*** Opening Source data ***

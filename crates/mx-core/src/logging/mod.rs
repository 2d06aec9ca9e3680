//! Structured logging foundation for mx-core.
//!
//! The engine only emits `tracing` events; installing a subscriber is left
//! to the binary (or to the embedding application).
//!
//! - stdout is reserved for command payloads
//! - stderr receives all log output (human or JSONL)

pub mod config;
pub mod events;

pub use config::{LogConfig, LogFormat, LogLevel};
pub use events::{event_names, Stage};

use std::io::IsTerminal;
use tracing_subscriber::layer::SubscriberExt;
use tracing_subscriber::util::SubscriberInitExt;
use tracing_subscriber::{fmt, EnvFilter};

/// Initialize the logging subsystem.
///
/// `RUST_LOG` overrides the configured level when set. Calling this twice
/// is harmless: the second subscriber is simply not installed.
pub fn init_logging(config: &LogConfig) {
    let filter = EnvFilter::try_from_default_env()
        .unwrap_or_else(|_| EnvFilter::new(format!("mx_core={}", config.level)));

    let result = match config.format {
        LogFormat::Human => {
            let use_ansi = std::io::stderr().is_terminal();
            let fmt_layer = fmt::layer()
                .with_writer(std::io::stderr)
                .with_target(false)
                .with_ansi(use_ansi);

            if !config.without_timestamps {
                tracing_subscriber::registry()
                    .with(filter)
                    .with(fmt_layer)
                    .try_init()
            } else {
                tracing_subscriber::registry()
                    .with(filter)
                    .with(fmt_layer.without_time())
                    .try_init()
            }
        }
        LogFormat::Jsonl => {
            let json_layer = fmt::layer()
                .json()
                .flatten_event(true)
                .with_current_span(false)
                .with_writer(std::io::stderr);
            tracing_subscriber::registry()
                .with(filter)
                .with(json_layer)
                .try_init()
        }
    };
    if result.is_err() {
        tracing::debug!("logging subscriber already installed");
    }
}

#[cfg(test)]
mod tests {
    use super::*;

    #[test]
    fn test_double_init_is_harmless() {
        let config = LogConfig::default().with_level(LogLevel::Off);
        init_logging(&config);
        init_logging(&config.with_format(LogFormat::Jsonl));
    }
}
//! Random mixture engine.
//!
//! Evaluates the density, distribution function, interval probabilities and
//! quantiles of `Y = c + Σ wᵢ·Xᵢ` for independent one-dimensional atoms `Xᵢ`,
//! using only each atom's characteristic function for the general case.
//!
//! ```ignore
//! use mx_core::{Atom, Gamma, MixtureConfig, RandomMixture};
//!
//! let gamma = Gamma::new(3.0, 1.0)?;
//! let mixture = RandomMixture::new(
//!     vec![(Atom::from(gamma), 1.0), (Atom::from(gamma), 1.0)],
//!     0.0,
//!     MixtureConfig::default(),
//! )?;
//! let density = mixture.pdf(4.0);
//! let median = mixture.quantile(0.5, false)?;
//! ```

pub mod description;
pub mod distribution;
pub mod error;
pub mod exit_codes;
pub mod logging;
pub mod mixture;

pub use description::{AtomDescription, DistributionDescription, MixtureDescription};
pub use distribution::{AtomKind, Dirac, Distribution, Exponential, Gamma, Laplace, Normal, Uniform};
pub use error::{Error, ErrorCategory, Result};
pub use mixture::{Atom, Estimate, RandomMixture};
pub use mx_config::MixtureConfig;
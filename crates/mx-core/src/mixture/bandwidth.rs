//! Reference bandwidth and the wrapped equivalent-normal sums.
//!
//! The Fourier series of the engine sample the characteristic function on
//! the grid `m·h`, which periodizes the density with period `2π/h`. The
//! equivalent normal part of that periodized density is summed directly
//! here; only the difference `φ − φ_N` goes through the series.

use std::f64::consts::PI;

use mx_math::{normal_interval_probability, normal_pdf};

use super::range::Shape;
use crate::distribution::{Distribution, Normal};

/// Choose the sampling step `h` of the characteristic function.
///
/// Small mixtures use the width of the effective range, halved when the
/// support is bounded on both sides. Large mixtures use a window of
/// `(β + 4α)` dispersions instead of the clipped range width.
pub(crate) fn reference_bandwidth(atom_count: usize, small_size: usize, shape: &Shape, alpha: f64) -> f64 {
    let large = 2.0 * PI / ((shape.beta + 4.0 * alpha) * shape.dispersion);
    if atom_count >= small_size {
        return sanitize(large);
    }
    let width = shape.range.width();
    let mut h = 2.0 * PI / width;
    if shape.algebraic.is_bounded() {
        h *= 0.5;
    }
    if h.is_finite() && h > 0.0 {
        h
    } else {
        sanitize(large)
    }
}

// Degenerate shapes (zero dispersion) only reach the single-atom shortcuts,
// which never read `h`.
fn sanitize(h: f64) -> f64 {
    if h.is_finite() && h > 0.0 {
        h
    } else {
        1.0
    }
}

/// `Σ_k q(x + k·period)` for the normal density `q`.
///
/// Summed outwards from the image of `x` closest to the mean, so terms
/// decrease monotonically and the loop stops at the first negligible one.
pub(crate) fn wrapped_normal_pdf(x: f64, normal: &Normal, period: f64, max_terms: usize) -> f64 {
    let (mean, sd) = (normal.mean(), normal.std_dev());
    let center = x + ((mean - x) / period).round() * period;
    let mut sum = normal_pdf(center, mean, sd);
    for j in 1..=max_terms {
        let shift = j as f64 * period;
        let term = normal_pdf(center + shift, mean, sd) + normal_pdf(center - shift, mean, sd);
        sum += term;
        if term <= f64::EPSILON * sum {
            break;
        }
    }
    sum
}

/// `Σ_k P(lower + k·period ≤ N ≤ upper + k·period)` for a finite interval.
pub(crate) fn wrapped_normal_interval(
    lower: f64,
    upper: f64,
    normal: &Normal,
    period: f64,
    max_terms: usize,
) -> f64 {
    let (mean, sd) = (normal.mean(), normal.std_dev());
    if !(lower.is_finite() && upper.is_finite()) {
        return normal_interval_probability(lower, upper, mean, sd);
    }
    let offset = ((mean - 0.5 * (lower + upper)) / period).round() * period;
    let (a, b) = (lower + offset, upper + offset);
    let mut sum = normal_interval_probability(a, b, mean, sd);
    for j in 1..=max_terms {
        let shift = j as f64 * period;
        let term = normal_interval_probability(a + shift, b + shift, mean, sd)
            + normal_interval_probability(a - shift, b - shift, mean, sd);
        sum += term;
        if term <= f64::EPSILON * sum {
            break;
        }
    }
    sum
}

*** Closing Source data ***

> [What the task requires]:
Track down every line of the material containing the string "offset", and copy it.

> [Solution]:
    let offset = ((mean - 0.5 * (lower + upper)) / period).round() * period;
    let (a, b) = (lower + offset, upper + offset);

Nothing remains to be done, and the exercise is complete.